I have faith in Apple and I look forward to see what they present to us in the near future. Either way, I'll be first in line when the next iPhone is released!!
post #24 of 28
Quote:
Originally Posted by JCE10 View Post

Those are no excuse for having such noisy and fuzzy still image shots, with still shots being a fundamental feature of iPad 2.

Where in the world are you getting the notion that still shots are a "fundamental feature"?

For example, at http://www.apple.com/ipad/
the splash page page touts "Thinner, lighter, faster, facetime, smart covers, 10 hour battery"

I would submit these are the "fundamental features" as they are the ones apple chooses to tout. Notably absent is "still shots"

Really, the only mention of still shots is "snapshots" and the photo-booth application, i.e. silly shots that no one gives a rats ass about the quality of, because the quality of the pictures is not the point.

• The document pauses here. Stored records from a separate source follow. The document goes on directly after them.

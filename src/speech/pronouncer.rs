//! Pronunciation pipeline
//!
//! The `Pronouncer` owns the speech backend (if there is one), the voice
//! catalog and the voice currently chosen from it. Pronouncing a word always
//! produces a visual acknowledgment; with a backend it also silences any
//! earlier utterance and schedules the new one a moment later, so a catalog
//! refresh arriving in between is still honoured.

use super::request::{PronunciationProfile, PronunciationRequest};
use super::synth::{Synth, UtteranceEvent};
use super::voice::{Voice, VoiceCatalog};
use crate::scheduler::{Scheduler, Task};
use crate::Result;
use log::{debug, info, warn};
use std::time::{Duration, Instant};

/// Default interval between catalog polls while no voices are listed
pub const DEFAULT_POLL_INTERVAL: Duration = Duration::from_millis(100);

/// Default delay between a pronounce call and the speech it triggers
pub const DEFAULT_DISPATCH_DELAY: Duration = Duration::from_millis(100);

/// Sleep between checks while waiting for an utterance
const WAIT_STEP: Duration = Duration::from_millis(20);

/// Caption shown under every pronunciation popup
pub const POPUP_CAPTION: &str = "Listen and repeat!";

/// How waiting for a single utterance ended
#[derive(Debug, Clone, Copy, PartialEq, Eq)]
pub enum WaitOutcome {
    /// The backend reported the end (or failure) of the utterance
    Finished,
    /// Nothing was spoken: no request, superseded, or the backend refused it
    NotSpoken,
    /// Spoken, but the backend never reports when speech ends
    Unreported,
    /// Gave up waiting
    TimedOut,
}

/// Visual feedback for a pronounce call
#[derive(Debug, Clone, PartialEq, Eq)]
pub struct Acknowledgment {
    /// The text that was pronounced
    pub text: String,

    /// Blocking alert shown when there is no speech capability
    pub alert: Option<String>,
}

impl Acknowledgment {
    /// First line of the pronunciation popup
    pub fn headline(&self) -> String {
        format!("🔊 \"{}\"", self.text)
    }
}

/// Voice selection plus request dispatch over an optional backend
pub struct Pronouncer {
    synth: Option<Box<dyn Synth>>,
    profile: PronunciationProfile,
    catalog: VoiceCatalog,
    selected: Option<Voice>,
    poll_interval: Duration,
    dispatch_delay: Duration,

    /// Bumped by every pronounce call; only the latest request is spoken
    generation: u64,
    pending: Option<PronunciationRequest>,

    /// Text of the last dispatched request, for event logging
    speaking: Option<String>,
}

impl Pronouncer {
    pub fn new(synth: Option<Box<dyn Synth>>, profile: PronunciationProfile) -> Self {
        Self {
            synth,
            profile,
            catalog: VoiceCatalog::new(),
            selected: None,
            poll_interval: DEFAULT_POLL_INTERVAL,
            dispatch_delay: DEFAULT_DISPATCH_DELAY,
            generation: 0,
            pending: None,
            speaking: None,
        }
    }

    /// Override the catalog poll interval and dispatch delay
    pub fn with_timing(mut self, poll_interval: Duration, dispatch_delay: Duration) -> Self {
        self.poll_interval = poll_interval;
        self.dispatch_delay = dispatch_delay;
        self
    }

    /// Is a speech backend available?
    pub fn has_speech(&self) -> bool {
        self.synth.is_some()
    }

    pub fn backend_name(&self) -> Option<&str> {
        self.synth.as_deref().map(|s| s.name())
    }

    pub fn profile(&self) -> &PronunciationProfile {
        &self.profile
    }

    pub fn catalog(&self) -> &VoiceCatalog {
        &self.catalog
    }

    /// Voice the profile's policy picked from the current catalog
    pub fn selected_voice(&self) -> Option<&Voice> {
        self.selected.as_ref()
    }

    /// Re-read the catalog and re-run voice selection
    ///
    /// While the backend still reports no voices another refresh is
    /// scheduled after the poll interval.
    pub fn refresh_catalog(&mut self, now: Instant, scheduler: &mut Scheduler) {
        let Some(synth) = self.synth.as_mut() else {
            return;
        };

        let voices = match synth.voices() {
            Ok(voices) => voices,
            Err(e) => {
                warn!("Failed to list voices: {}", e);
                Vec::new()
            }
        };
        self.catalog.replace(voices);
        info!("Loaded voices: {:?}", self.catalog.names());

        self.select();

        if self.catalog.is_empty() && !scheduler.contains(&Task::RefreshCatalog) {
            debug!("No voices yet, polling again in {:?}", self.poll_interval);
            scheduler.schedule(now, self.poll_interval, Task::RefreshCatalog);
        }
    }

    /// The backend reported a change in its voice list
    pub fn on_voices_changed(&mut self, now: Instant, scheduler: &mut Scheduler) {
        debug!("Voices changed");
        self.refresh_catalog(now, scheduler);
    }

    /// Ask the backend whether its voices changed and refresh if so
    pub fn poll_voices_changed(&mut self, now: Instant, scheduler: &mut Scheduler) {
        let changed = self
            .synth
            .as_mut()
            .map(|s| s.voices_changed())
            .unwrap_or(false);
        if changed {
            self.on_voices_changed(now, scheduler);
        }
    }

    fn select(&mut self) {
        self.selected = self
            .profile
            .policy
            .select_voice(self.catalog.voices())
            .cloned();

        match &self.selected {
            Some(voice) => info!("Using {} voice: {}", self.profile.kind, voice),
            None => debug!("No English voice listed; backend default applies"),
        }
    }

    /// Pronounce `text`
    ///
    /// Without a backend this only returns an acknowledgment carrying an
    /// alert; it is a supported mode, not an error.
    pub fn pronounce(
        &mut self,
        text: &str,
        now: Instant,
        scheduler: &mut Scheduler,
    ) -> Acknowledgment {
        info!("🔊 Pronouncing: {}", text);

        let Some(synth) = self.synth.as_mut() else {
            info!("Speech synthesis not supported, showing visual guide only");
            return Acknowledgment {
                text: text.to_string(),
                alert: Some(format!("🔊 Say: \"{}\"", text)),
            };
        };

        if let Err(e) = synth.cancel() {
            warn!("Failed to cancel previous speech: {}", e);
        }

        self.generation += 1;
        self.pending = Some(self.profile.request(text, self.selected.clone()));
        scheduler.schedule(
            now,
            self.dispatch_delay,
            Task::Dispatch {
                generation: self.generation,
            },
        );

        Acknowledgment {
            text: text.to_string(),
            alert: None,
        }
    }

    /// Speak the pending request scheduled under `generation`
    ///
    /// A request superseded by a later pronounce call is dropped. Backend
    /// failures are logged and never retried. Returns whether the backend
    /// accepted the request.
    pub fn dispatch(&mut self, generation: u64) -> bool {
        if generation != self.generation {
            debug!(
                "Dropping superseded request (generation {}, latest {})",
                generation, self.generation
            );
            return false;
        }

        let (Some(synth), Some(mut request)) = (self.synth.as_mut(), self.pending.take()) else {
            return false;
        };

        request.set_voice(self.selected.clone());
        if let Some(voice) = request.voice() {
            info!("Using voice: {}", voice.name);
        }

        match synth.speak(&request) {
            Ok(()) => {
                self.speaking = Some(request.text);
                true
            }
            Err(e) => {
                warn!("Speech error: {}", e);
                false
            }
        }
    }

    /// Will the backend tell us when an utterance has finished?
    pub fn reports_utterance_end(&self) -> bool {
        self.synth
            .as_deref()
            .map(|s| s.reports_utterance_end())
            .unwrap_or(false)
    }

    /// Run pending dispatches until the latest utterance has finished
    ///
    /// Used outside the event loop, where nothing else drives the scheduler.
    /// Returns as soon as it is clear no end-of-speech event will come.
    pub fn wait_until_spoken(
        &mut self,
        scheduler: &mut Scheduler,
        timeout: Duration,
    ) -> WaitOutcome {
        let start = Instant::now();
        let mut dispatched = false;

        while start.elapsed() < timeout {
            for task in scheduler.take_due(Instant::now()) {
                if let Task::Dispatch { generation } = task {
                    let spoke = self.dispatch(generation);
                    if generation == self.generation {
                        if !spoke {
                            return WaitOutcome::NotSpoken;
                        }
                        dispatched = true;
                    }
                }
            }

            if dispatched && !self.reports_utterance_end() {
                return WaitOutcome::Unreported;
            }

            let ended = self
                .drain_events()
                .iter()
                .any(|e| matches!(e, UtteranceEvent::Ended | UtteranceEvent::Failed(_)));
            if dispatched && ended {
                return WaitOutcome::Finished;
            }
            if !dispatched && !scheduler.contains_where(|t| matches!(t, Task::Dispatch { .. })) {
                return WaitOutcome::NotSpoken;
            }

            std::thread::sleep(WAIT_STEP);
        }

        WaitOutcome::TimedOut
    }

    /// Silence any current speech and drop a request not yet dispatched
    pub fn silence(&mut self) -> Result<()> {
        self.pending = None;
        self.generation += 1;
        match self.synth.as_mut() {
            Some(synth) => synth.cancel(),
            None => Ok(()),
        }
    }

    /// Log utterance events reported by the backend and return them
    pub fn drain_events(&mut self) -> Vec<UtteranceEvent> {
        let events = match self.synth.as_mut() {
            Some(synth) => synth.drain_events(),
            None => return Vec::new(),
        };

        let text = self.speaking.as_deref().unwrap_or("");
        for event in &events {
            match event {
                UtteranceEvent::Started => info!("Speech started: {}", text),
                UtteranceEvent::Ended => debug!("Speech ended"),
                UtteranceEvent::Failed(reason) => warn!("Speech error: {}", reason),
            }
        }
        events
    }
}
impl State {
    /// Create the application state from configuration
    ///
    /// Loads the configured lesson (or the built-in one) and picks a speech
    /// backend; running without speech is allowed.
    pub fn new(config: Config) -> Result<Self> {
        let lesson = match config.lesson_file() {
            Some(path) => Lesson::load(&path)?,
            None => Lesson::builtin(),
        };
        info!("Lesson '{}' ({} pages)", lesson.title, lesson.pages.len());

        let synth = create_synth(config.backend());
        Ok(Self::with_parts(config, lesson, synth))
    }

    /// Assemble state from already-built parts
    pub fn with_parts(config: Config, lesson: Lesson, synth: Option<Box<dyn Synth>>) -> Self {
        let profile = PronunciationProfile::for_kind(config.profile());
        info!("Voice profile: {}", profile.kind);

        let pronouncer = Pronouncer::new(synth, profile)
            .with_timing(config.voice_poll_interval(), config.dispatch_delay());
        let pager = Pager::new(lesson.pages.len());

        Self {
            config,
            lesson,
            pager,
            selected: 0,
            pronouncer,
            overlays: Overlays::new(),
            handlers: HandlerStack::new(),
            scheduler: Scheduler::new(),
            dirty: true,
            running: true,
        }
    }

    /// Load the voice catalog for the first time
    pub fn start(&mut self, now: Instant) {
        self.pronouncer.refresh_catalog(now, &mut self.scheduler);
    }

    pub fn is_running(&self) -> bool {
        self.running
    }

    pub fn quit(&mut self) {
        info!("Quitting");
        self.running = false;
    }

    /// Was anything changed since the last call?
    pub fn take_dirty(&mut self) -> bool {
        std::mem::take(&mut self.dirty)
    }

    /// Pending timers, for inspection
    pub fn scheduler(&self) -> &Scheduler {
        &self.scheduler
    }

    // ========== Page content ==========

    /// Pronounceable items on the current page
    pub fn items(&self) -> Vec<Item> {
        self.lesson
            .pages
            .get(self.pager.index())
            .map(|p| p.items())
            .unwrap_or_default()
    }

    pub fn select_next(&mut self) {
        let count = self.items().len();
        if self.selected + 1 < count {
            self.selected += 1;
            self.dirty = true;
        }
    }

    pub fn select_previous(&mut self) {
        if self.selected > 0 {
            self.selected -= 1;
            self.dirty = true;
        }
    }

    /// Move to the next page; the last page gets a celebration
    pub fn next_page(&mut self, now: Instant) {
        let turn = self.pager.next();
        if !turn.moved {
            return;
        }
        self.selected = 0;
        self.dirty = true;

        if turn.reached_last {
            self.scheduler
                .schedule(now, self.config.celebration_delay(), Task::ShowCelebration);
        }
    }

    pub fn previous_page(&mut self) {
        if self.pager.previous() {
            self.selected = 0;
            self.dirty = true;
        }
    }

    // ========== Pronunciation ==========

    /// Pronounce text and show the popup (plus an alert without speech)
    pub fn pronounce(&mut self, text: &str, now: Instant) {
        let text = text.trim();
        if text.is_empty() {
            return;
        }

        let ack = self.pronouncer.pronounce(text, now, &mut self.scheduler);

        // The new popup replaces the old one, so its timers go too
        let replaced: Vec<OverlayId> = self
            .overlays
            .iter()
            .filter(|o| matches!(o.kind, OverlayKind::Pronunciation(_)))
            .map(|o| o.id)
            .collect();
        self.scheduler.cancel_where(|task| match task {
            Task::CloseOverlay(id) | Task::RemoveOverlay(id) => replaced.contains(id),
            _ => false,
        });

        let popup = self.overlays.show(OverlayKind::Pronunciation(ack.text));
        let popup_task = match self.pronouncer.profile().popup_exit {
            Some(_) => Task::CloseOverlay(popup),
            None => Task::RemoveOverlay(popup),
        };
        self.scheduler.schedule(now, self.config.popup_duration(), popup_task);

        if let Some(alert) = ack.alert {
            self.show_alert(alert, now);
        }
        self.dirty = true;
    }

    /// Pronounce the item at `index` on the current page
    pub fn pronounce_item(&mut self, index: usize, now: Instant) -> bool {
        let Some(item) = self.items().into_iter().nth(index) else {
            return false;
        };
        self.selected = index;
        self.pronounce(&item.text, now);
        true
    }

    pub fn pronounce_selected(&mut self, now: Instant) -> bool {
        self.pronounce_item(self.selected, now)
    }

    /// Stop speaking and drop any request not yet spoken
    pub fn silence(&mut self) -> Result<()> {
        self.pronouncer.silence()
    }

    // ========== Word bank ==========

    /// Ask whether the selected word has been learned
    ///
    /// Only new words in the word bank prompt; returns whether a prompt opened.
    pub fn request_mark_learned(&mut self) -> bool {
        let page = self.pager.index();
        let word = match self.items().get(self.selected).map(|i| i.kind) {
            Some(ItemKind::Word(word)) => word,
            _ => return false,
        };
        let is_new = self
            .lesson
            .pages
            .get(page)
            .and_then(|p| p.words.get(word))
            .map(|t| t.is_new())
            .unwrap_or(false);
        if !is_new {
            return false;
        }

        let prompt = self
            .overlays
            .show(OverlayKind::Prompt(LEARNED_PROMPT.to_string()));
        self.handlers.push(Box::new(ConfirmHandler::new(Box::new(
            move |accepted: bool, state: &mut State, now: Instant| {
                state.answer_learned(prompt, page, word, accepted, now);
                Ok(())
            },
        ))));
        self.dirty = true;
        true
    }

    /// Apply the answer to a learned-word prompt
    pub fn answer_learned(
        &mut self,
        prompt: OverlayId,
        page: usize,
        word: usize,
        accepted: bool,
        now: Instant,
    ) {
        self.overlays.remove(prompt);
        self.dirty = true;
        if !accepted {
            debug!("Word not marked learned");
            return;
        }

        let learned = self
            .lesson
            .pages
            .get_mut(page)
            .and_then(|p| p.words.get_mut(word))
            .map(|t| t.mark_learned())
            .unwrap_or(false);
        if learned {
            self.show_for(OverlayKind::SuccessFlash, self.config.flash_duration(), now);
        }
    }

    /// Announce a printable material
    pub fn show_material(&mut self, material: Material, now: Instant) {
        info!("Printing {}...", material);
        self.show_alert(material.announcement().to_string(), now);
    }

    fn show_alert(&mut self, message: String, now: Instant) {
        self.show_for(OverlayKind::Alert(message), self.config.alert_duration(), now);
    }

    fn show_for(&mut self, kind: OverlayKind, duration: Duration, now: Instant) -> OverlayId {
        let id = self.overlays.show(kind);
        self.scheduler.schedule(now, duration, Task::RemoveOverlay(id));
        self.dirty = true;
        id
    }

    // ========== Event loop ==========

    /// Poll backend notifications and run every timer that is due
    pub fn tick(&mut self, now: Instant) -> Result<bool> {
        self.pronouncer.poll_voices_changed(now, &mut self.scheduler);
        self.pronouncer.drain_events();
        self.run_scheduled(now)
    }

    /// Run scheduled tasks that are due; returns whether any ran
    pub fn run_scheduled(&mut self, now: Instant) -> Result<bool> {
        let due = self.scheduler.take_due(now);
        let executed = !due.is_empty();

        for task in due {
            debug!("Running {:?}", task);
            match task {
                Task::RefreshCatalog => {
                    self.pronouncer.refresh_catalog(now, &mut self.scheduler);
                }
                Task::Dispatch { generation } => {
                    self.pronouncer.dispatch(generation);
                }
                Task::CloseOverlay(id) => {
                    let exit = self.pronouncer.profile().popup_exit.unwrap_or_default();
                    if self.overlays.close(id) {
                        self.scheduler.schedule(now, exit, Task::RemoveOverlay(id));
                        self.dirty = true;
                    }
                }
                Task::RemoveOverlay(id) => {
                    if self.overlays.remove(id) {
                        self.dirty = true;
                    }
                }
                Task::ShowCelebration => {
                    info!("🎉 Lesson completed! Great job!");
                    self.show_for(
                        OverlayKind::Celebration,
                        self.config.celebration_duration(),
                        now,
                    );
                }
            }
        }

        Ok(executed)
    }

    /// Time until the next scheduled task
    pub fn time_until_next_scheduled(&self, now: Instant) -> Option<Duration> {
        self.scheduler.time_until_next(now)
    }

    /// Render the current page and overlays
    pub fn frame(&self, width: u16) -> Frame {
        let items = self.items();
        let Some(page) = self.lesson.pages.get(self.pager.index()) else {
            return Frame::default();
        };
        let view = PageView {
            lesson_title: &self.lesson.title,
            page,
            number: self.pager.number(),
            total: self.pager.total(),
            items: &items,
            selected: self.selected,
        };
        render_screen(&view, &self.overlays, width)
    }
}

Apple certainly realizes precious few still pictures are ever going to be taken with that camera. iPads have lower profit margins than most apple products, and certainly, as long as it produces good facetime chats, not caring all that much about the still shot quality is certainly a defensible design choice.
A good brain ain't diddly if you don't have the facts
Reply
A good brain ain't diddly if you don't have the facts
Reply
post #25 of 28
People really do get hung up on Megapixels and believe that is the sole parameter for good pictures. However, lens quality has a bigger impact on digital picture quality than the amount of megapixels. Even 12 MP cameras can create lousy pictures due to lousy optics.
post #26 of 28
Quote:
Originally Posted by JCE10 View Post

Those are no excuse for having such noisy and fuzzy still image shots, with still shots being a fundamental feature of iPad 2.

Doesn't matter now. With Photo Stream just use your iPhone to shoot and iPad to edit. I know there's a minority who love to shoot picture on a clunky form like iPad but Apple can't please everyone. (for a record, I wouldn't even thinking about shooting pictures with iPad)

Off topic: it's interesting to see many people use their iPad2 to facetime, rather than shooting video, when Steve Jobs on stage at WWDC.
post #27 of 28
My 5MP in iPhone 4 is quite alright for pictures.

As I've said before though, shutter speed is always too slow in average outdoor and indoor lighting, so I have to take a few pictures to get one without blur/shake.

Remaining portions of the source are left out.